- [Exercise goal]
Give again only those lines from the start of the entries through the line holding "use crate::types::EnumValue;", leaving them as they are.

● ● ● ●

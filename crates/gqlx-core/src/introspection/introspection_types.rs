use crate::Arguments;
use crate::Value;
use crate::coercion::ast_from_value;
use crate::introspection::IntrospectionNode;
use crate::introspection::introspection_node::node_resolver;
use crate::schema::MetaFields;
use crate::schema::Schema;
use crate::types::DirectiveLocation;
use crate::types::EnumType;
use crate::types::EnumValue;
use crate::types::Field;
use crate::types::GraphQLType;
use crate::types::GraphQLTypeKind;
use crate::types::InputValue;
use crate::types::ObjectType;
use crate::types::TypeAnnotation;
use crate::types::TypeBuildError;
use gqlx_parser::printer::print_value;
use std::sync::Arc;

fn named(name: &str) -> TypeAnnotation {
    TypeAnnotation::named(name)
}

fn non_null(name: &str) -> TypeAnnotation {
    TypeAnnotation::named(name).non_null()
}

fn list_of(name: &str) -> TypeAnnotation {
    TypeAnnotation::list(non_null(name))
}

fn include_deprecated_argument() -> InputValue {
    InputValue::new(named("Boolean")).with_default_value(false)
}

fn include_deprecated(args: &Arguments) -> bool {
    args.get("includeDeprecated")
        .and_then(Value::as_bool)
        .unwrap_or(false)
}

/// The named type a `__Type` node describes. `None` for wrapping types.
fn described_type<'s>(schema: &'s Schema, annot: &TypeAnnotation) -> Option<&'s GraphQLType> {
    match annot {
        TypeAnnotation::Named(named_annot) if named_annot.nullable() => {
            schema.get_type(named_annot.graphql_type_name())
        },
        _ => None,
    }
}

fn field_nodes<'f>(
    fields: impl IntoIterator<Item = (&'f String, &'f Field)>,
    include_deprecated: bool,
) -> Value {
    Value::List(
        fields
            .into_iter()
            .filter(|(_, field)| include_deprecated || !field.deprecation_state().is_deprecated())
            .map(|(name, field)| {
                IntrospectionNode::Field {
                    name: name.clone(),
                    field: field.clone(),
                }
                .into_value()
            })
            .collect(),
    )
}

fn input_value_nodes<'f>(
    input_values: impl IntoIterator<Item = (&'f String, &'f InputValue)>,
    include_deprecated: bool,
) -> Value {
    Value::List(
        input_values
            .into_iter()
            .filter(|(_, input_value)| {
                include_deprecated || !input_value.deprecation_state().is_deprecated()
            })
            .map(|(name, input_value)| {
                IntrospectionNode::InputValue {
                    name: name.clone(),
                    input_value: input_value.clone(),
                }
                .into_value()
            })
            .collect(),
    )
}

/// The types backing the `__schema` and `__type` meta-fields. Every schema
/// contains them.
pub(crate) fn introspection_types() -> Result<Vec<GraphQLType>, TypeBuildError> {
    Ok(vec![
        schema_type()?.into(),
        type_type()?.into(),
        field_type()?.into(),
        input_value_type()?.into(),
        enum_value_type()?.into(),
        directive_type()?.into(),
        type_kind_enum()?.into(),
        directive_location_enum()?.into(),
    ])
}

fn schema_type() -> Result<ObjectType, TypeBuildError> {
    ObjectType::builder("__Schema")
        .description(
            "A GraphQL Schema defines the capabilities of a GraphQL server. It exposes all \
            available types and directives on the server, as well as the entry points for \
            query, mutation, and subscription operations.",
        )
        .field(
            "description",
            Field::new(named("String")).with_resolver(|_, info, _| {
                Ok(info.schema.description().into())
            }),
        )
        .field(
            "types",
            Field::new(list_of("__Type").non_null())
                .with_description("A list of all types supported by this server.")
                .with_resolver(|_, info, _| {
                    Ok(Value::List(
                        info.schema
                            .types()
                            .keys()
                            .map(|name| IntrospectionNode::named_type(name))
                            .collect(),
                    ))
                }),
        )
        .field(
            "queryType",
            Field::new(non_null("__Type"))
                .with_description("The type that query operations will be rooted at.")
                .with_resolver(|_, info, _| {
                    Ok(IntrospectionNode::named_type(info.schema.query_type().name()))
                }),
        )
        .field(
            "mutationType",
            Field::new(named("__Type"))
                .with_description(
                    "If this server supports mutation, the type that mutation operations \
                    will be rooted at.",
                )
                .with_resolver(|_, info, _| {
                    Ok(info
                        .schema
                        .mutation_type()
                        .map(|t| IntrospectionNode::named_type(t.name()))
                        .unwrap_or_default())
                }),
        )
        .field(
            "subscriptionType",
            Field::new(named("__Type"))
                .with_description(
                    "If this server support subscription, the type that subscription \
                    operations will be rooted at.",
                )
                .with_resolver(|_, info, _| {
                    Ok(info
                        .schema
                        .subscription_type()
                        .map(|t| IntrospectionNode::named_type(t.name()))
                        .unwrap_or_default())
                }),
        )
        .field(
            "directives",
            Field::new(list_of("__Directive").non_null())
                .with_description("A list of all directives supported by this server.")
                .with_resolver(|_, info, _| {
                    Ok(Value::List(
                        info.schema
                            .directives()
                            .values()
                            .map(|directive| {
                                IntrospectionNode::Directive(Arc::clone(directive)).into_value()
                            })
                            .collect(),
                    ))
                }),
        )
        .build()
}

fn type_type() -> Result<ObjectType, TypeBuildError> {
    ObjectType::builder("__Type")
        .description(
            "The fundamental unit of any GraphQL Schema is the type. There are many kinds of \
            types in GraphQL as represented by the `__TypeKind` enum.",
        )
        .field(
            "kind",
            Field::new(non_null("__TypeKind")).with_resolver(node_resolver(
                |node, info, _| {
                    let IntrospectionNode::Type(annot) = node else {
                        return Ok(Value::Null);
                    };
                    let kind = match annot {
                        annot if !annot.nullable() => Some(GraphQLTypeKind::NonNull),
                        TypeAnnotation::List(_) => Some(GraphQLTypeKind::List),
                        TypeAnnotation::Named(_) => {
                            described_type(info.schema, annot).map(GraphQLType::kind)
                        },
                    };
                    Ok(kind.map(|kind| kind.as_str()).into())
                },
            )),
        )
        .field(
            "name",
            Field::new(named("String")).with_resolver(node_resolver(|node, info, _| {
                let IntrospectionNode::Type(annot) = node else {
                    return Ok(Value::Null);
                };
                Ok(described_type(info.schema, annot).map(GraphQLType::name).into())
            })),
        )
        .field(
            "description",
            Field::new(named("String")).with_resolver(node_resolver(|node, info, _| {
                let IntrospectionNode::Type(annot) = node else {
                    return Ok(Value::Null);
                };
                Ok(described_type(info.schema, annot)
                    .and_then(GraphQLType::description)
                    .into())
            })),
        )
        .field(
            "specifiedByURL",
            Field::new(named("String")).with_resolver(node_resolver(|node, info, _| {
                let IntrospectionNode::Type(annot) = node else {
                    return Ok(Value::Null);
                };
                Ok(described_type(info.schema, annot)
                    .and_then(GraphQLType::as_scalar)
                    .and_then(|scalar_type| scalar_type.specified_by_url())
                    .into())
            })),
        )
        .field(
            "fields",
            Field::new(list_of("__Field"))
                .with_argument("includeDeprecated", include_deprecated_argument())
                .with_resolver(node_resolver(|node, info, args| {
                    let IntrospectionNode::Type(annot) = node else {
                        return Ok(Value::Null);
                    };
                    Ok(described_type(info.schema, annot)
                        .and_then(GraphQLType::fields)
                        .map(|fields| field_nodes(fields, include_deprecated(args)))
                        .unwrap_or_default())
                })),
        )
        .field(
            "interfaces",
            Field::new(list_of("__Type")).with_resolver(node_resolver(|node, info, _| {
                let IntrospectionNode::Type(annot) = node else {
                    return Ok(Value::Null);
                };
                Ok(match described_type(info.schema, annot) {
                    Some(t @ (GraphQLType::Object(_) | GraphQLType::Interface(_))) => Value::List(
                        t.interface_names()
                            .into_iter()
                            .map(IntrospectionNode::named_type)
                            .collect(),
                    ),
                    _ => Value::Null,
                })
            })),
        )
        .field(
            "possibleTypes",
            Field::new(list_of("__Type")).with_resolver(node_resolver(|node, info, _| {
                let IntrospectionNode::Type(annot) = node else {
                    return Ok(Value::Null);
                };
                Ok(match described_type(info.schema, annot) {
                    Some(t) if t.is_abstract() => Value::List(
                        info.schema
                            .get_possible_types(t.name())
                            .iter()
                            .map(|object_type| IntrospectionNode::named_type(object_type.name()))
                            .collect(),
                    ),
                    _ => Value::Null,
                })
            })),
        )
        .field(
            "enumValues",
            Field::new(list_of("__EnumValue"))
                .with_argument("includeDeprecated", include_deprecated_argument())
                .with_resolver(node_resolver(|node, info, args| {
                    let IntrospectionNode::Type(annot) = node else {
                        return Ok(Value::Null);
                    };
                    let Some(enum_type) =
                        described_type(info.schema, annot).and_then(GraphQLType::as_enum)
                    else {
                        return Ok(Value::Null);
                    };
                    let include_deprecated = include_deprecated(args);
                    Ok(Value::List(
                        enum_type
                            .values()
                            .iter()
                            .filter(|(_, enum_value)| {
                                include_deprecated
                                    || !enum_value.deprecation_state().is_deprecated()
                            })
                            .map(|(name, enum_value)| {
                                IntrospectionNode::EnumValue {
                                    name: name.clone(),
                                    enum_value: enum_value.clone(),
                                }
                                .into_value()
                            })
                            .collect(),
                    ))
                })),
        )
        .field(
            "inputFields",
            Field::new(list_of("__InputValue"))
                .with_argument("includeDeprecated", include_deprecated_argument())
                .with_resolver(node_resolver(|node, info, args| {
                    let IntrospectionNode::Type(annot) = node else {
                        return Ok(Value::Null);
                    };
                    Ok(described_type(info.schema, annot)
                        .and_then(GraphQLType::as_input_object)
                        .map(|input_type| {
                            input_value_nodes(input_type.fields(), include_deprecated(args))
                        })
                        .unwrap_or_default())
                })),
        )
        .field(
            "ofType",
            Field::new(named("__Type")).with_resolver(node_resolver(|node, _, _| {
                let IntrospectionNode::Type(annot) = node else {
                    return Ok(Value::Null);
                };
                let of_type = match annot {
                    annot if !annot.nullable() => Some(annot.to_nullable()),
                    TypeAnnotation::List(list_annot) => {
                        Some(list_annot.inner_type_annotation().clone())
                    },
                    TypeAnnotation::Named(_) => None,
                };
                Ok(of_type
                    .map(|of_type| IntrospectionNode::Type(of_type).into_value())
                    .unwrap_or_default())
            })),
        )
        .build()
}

● ● ● ●

- [Your solution]
filename crates/gqlx-core/src/introspection/introspection_types.rs
use crate::Arguments;
use crate::Value;
use crate::coercion::ast_from_value;
use crate::introspection::IntrospectionNode;
use crate::introspection::introspection_node::node_resolver;
use crate::schema::MetaFields;
use crate::schema::Schema;
use crate::types::DirectiveLocation;
use crate::types::EnumType;
use crate::types::EnumValue;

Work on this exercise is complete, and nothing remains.